Note: we know about the diversity of opinion on the merits or lack thereof of the revitalized xojane.com, and we’re just going to leave that alone. This is a recommendation for this particular article.
Emily asks: “Do you have any advice for getting from a place of body-loathing to body-loving?”
And Lesley does, because she is awesome:
I DO. I can actually erase those five pounds entirely with one simple suggestion: Get rid of your scale. No scale, no five pounds. PROBLEM SOLVED.
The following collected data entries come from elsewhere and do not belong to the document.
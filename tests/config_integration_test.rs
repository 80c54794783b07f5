//! Integration tests for configuration loading and validation
//!
//! Note: Tests that modify environment variables hold `ENV_MUTEX` to avoid
//! interference between tests.

use metadb_checker::config::{load_config, load_from_env, ManifestSelection};
use secrecy::ExposeSecret;
use std::io::Write;
use std::sync::Mutex;
use tempfile::NamedTempFile;

// Mutex to serialize tests that modify environment variables
static ENV_MUTEX: Mutex<()> = Mutex::new(());

/// Helper function to clean up environment variables
fn cleanup_env_vars() {
    std::env::remove_var("METADB_APPLICATION_LOG_LEVEL");
    std::env::remove_var("METADB_LIMSREST_BASE_URL");
    std::env::remove_var("METADB_LIMSREST_USERNAME");
    std::env::remove_var("METADB_LIMSREST_PASSWORD");
    std::env::remove_var("METADB_LIMSREST_TLS_VERIFY");
    std::env::remove_var("METADB_AGGREGATION_MAX_CONCURRENT_REQUESTS");
    std::env::remove_var("METADB_AGGREGATION_MANIFEST_SELECTION");
    std::env::remove_var("TEST_LIMSREST_PASSWORD");
}

fn write_config(toml_content: &str) -> NamedTempFile {
    let mut temp_file = NamedTempFile::new().unwrap();
    temp_file.write_all(toml_content.as_bytes()).unwrap();
    temp_file.flush().unwrap();
    temp_file
}

#[test]
fn test_load_complete_config() {
    let _lock = ENV_MUTEX.lock().unwrap();
    cleanup_env_vars();

    let temp_file = write_config(
        r#"
[application]
log_level = "debug"

[limsrest]
base_url = "https://igolims.example.org:8443"
username = "checker"
password = "lims-pass"
tls_verify = true
timeout_seconds = 60
connect_timeout_seconds = 10

[aggregation]
max_concurrent_requests = 16
manifest_selection = "strict"

[logging]
local_enabled = false
local_path = "/tmp/metadb-checker"
local_rotation = "hourly"
"#,
    );

    let config = load_config(temp_file.path()).expect("Failed to load config");

    assert_eq!(config.application.log_level, "debug");
    assert_eq!(config.limsrest.base_url, "https://igolims.example.org:8443");
    assert_eq!(config.limsrest.username, "checker");
    assert_eq!(
        config
            .limsrest
            .password
            .as_ref()
            .map(|p| p.expose_secret().as_str().to_string()),
        Some("lims-pass".to_string())
    );
    assert!(config.limsrest.tls_verify);
    assert_eq!(config.limsrest.timeout_seconds, 60);
    assert_eq!(config.limsrest.connect_timeout_seconds, 10);
    assert_eq!(config.aggregation.max_concurrent_requests, 16);
    assert_eq!(config.aggregation.concurrency_limit(), Some(16));
    assert_eq!(config.aggregation.manifest_selection, ManifestSelection::Strict);
    assert_eq!(config.logging.local_path, "/tmp/metadb-checker");
    assert_eq!(config.logging.local_rotation, "hourly");
    assert!(config.validate().is_ok());
}

#[test]
fn test_load_minimal_config_with_defaults() {
    let _lock = ENV_MUTEX.lock().unwrap();
    cleanup_env_vars();

    let temp_file = write_config(
        r#"
[limsrest]
base_url = "https://igolims.example.org:8443"
username = "checker"
password = "lims-pass"
"#,
    );

    let config = load_config(temp_file.path()).expect("Failed to load config");

    assert_eq!(config.application.log_level, "info");
    assert!(!config.limsrest.tls_verify);
    assert!(config.limsrest.tls_ca_cert.is_none());
    assert_eq!(config.limsrest.timeout_seconds, 120);
    assert_eq!(config.limsrest.connect_timeout_seconds, 30);
    assert_eq!(config.aggregation.concurrency_limit(), None);
    assert_eq!(config.aggregation.manifest_selection, ManifestSelection::First);
    assert!(!config.logging.local_enabled);
    assert_eq!(config.logging.local_rotation, "daily");
    assert!(config.validate().is_ok());
}

#[test]
fn test_env_var_substitution() {
    let _lock = ENV_MUTEX.lock().unwrap();
    cleanup_env_vars();
    std::env::set_var("TEST_LIMSREST_PASSWORD", "substituted");

    let temp_file = write_config(
        r#"
# password = "${NOT_SUBSTITUTED_IN_COMMENTS}"
[limsrest]
base_url = "https://igolims.example.org:8443"
username = "checker"
password = "${TEST_LIMSREST_PASSWORD}"
"#,
    );

    let config = load_config(temp_file.path()).expect("Failed to load config");
    assert_eq!(
        config
            .limsrest
            .password
            .as_ref()
            .map(|p| p.expose_secret().as_str().to_string()),
        Some("substituted".to_string())
    );

    cleanup_env_vars();
}

#[test]
fn test_env_var_overrides() {
    let _lock = ENV_MUTEX.lock().unwrap();
    cleanup_env_vars();
    std::env::set_var("METADB_APPLICATION_LOG_LEVEL", "trace");
    std::env::set_var("METADB_LIMSREST_USERNAME", "env-user");
    std::env::set_var("METADB_LIMSREST_TLS_VERIFY", "true");
    std::env::set_var("METADB_AGGREGATION_MAX_CONCURRENT_REQUESTS", "4");
    std::env::set_var("METADB_AGGREGATION_MANIFEST_SELECTION", "strict");

    let temp_file = write_config(
        r#"
[application]
log_level = "info"

[limsrest]
base_url = "https://igolims.example.org:8443"
username = "file-user"
password = "lims-pass"
"#,
    );

    let config = load_config(temp_file.path()).expect("Failed to load config");
    assert_eq!(config.application.log_level, "trace");
    assert_eq!(config.limsrest.username, "env-user");
    assert!(config.limsrest.tls_verify);
    assert_eq!(config.aggregation.max_concurrent_requests, 4);
    assert_eq!(config.aggregation.manifest_selection, ManifestSelection::Strict);

    cleanup_env_vars();
}

#[test]
fn test_load_from_env_without_file() {
    let _lock = ENV_MUTEX.lock().unwrap();
    cleanup_env_vars();
    std::env::set_var("METADB_LIMSREST_BASE_URL", "https://igolims.example.org:8443");
    std::env::set_var("METADB_LIMSREST_USERNAME", "env-user");
    std::env::set_var("METADB_LIMSREST_PASSWORD", "env-pass");

    let config = load_from_env().expect("Failed to load config from env");
    assert_eq!(config.limsrest.base_url, "https://igolims.example.org:8443");
    assert_eq!(config.limsrest.username, "env-user");
    assert!(config.validate().is_ok());

    cleanup_env_vars();
}

#[test]
fn test_malformed_env_override_fails() {
    let _lock = ENV_MUTEX.lock().unwrap();
    cleanup_env_vars();
    std::env::set_var("METADB_AGGREGATION_MAX_CONCURRENT_REQUESTS", "many");

    let result = load_from_env();
    assert!(result.is_err());

    cleanup_env_vars();
}

#[test]
fn test_invalid_config_validation() {
    let _lock = ENV_MUTEX.lock().unwrap();
    cleanup_env_vars();

    let temp_file = write_config(
        r#"
[limsrest]
base_url = "ftp://igolims.example.org"
username = "checker"
password = "lims-pass"
"#,
    );
    let config = load_config(temp_file.path()).expect("Failed to load config");
    assert!(config.validate().is_err());

    let temp_file = write_config(
        r#"
[limsrest]
base_url = "https://igolims.example.org:8443"
username = "checker"
password = "lims-pass"

[aggregation]
max_concurrent_requests = 5000
"#,
    );
    let config = load_config(temp_file.path()).expect("Failed to load config");
    assert!(config.validate().is_err());

    // Credentials are required once everything is merged
    let config = load_from_env().unwrap();
    assert!(config.validate().is_err());
}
Of course there’s more to it than that, and she expands upon this glib suggestion. And, as she does just about every time she hits publish, Lesley says something about the constant work and struggles that come with fat acceptance that makes me think she lives IN MY HEAD:
Part of me, you understand, still wants to see my weight. It’s the part that liked the obsessive need for control, the part that felt satisfied when I went so long without eating that I began to tremble and drift and blink. That part of me wants to be weighed, to be beaten with the number that will ruin my day and possibly even send me into depression for weeks. It wants me to see that number and get me thinking, “What have I eaten today? I should not eat anything more today. I should not eat anything tomorrow. The following day, perhaps I will eat half a bagel. Then I will go out and buy a scale and weigh myself again.”
Read the whole thing here.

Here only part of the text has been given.